What the exercise asks: Copy every line below where the string "build" is found.

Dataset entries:
##############################

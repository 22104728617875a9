#[cfg(feature = "cli")]
pub mod cli;
pub mod toml_config;

use crate::core::ConfigProvider;
use crate::domain::model::{FormMode, Theme};
use crate::utils::error::Result;
use crate::utils::validation::{
    validate_endpoint_path, validate_positive_number, validate_url, Validate,
};
use toml_config::TomlConfig;

pub const DEFAULT_BASE_URL: &str = "http://localhost:8080";
pub const DEFAULT_VIEWER_HEIGHT: usize = 25;

/// Settings after defaults, the TOML file and CLI flags have been merged.
#[derive(Debug, Clone, PartialEq, Eq)]
pub struct RunnerConfig {
    pub base_url: String,
    pub trigger_path: String,
    pub logs_path: String,
    pub run_path: String,
    pub mode: FormMode,
    pub theme: Theme,
    pub viewer_height: usize,
    pub color: bool,
    pub export_dir: Option<String>,
}

impl Default for RunnerConfig {
    fn default() -> Self {
        Self {
            base_url: DEFAULT_BASE_URL.to_string(),
            trigger_path: "/build/run".to_string(),
            logs_path: "/build/logs".to_string(),
            run_path: "/api/run".to_string(),
            mode: FormMode::default(),
            theme: Theme::default(),
            viewer_height: DEFAULT_VIEWER_HEIGHT,
            color: true,
            export_dir: None,
        }
    }
}

impl RunnerConfig {
    pub fn from_toml(file: &TomlConfig) -> Self {
        let defaults = Self::default();
        Self {
            base_url: file.server.base_url.clone().unwrap_or(defaults.base_url),
            trigger_path: file.endpoints.trigger.clone().unwrap_or(defaults.trigger_path),
            logs_path: file.endpoints.logs.clone().unwrap_or(defaults.logs_path),
            run_path: file.endpoints.run.clone().unwrap_or(defaults.run_path),
            mode: file.form.mode.unwrap_or(defaults.mode),
            theme: file.viewer.theme.unwrap_or(defaults.theme),
            viewer_height: file.viewer.height.unwrap_or(defaults.viewer_height),
            color: file.viewer.color.unwrap_or(defaults.color),
            export_dir: file.viewer.export_dir.clone(),
        }
    }
}

impl ConfigProvider for RunnerConfig {
    fn base_url(&self) -> &str {
        &self.base_url
    }

    fn trigger_path(&self) -> &str {
        &self.trigger_path
    }

    fn logs_path(&self) -> &str {
        &self.logs_path
    }

    fn run_path(&self) -> &str {
        &self.run_path
    }

    fn mode(&self) -> FormMode {
        self.mode
    }

    fn theme(&self) -> Theme {
        self.theme
    }

    fn viewer_height(&self) -> usize {
        self.viewer_height
    }
}

impl Validate for RunnerConfig {
    fn validate(&self) -> Result<()> {
        validate_url("server.base_url", &self.base_url)?;
        validate_endpoint_path("endpoints.trigger", &self.trigger_path)?;
        validate_endpoint_path("endpoints.logs", &self.logs_path)?;
        validate_endpoint_path("endpoints.run", &self.run_path)?;
        validate_positive_number("viewer.height", self.viewer_height, 1)?;
        Ok(())
    }
}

##############################

Task result:
            trigger_path: "/build/run".to_string(),
            logs_path: "/build/logs".to_string(),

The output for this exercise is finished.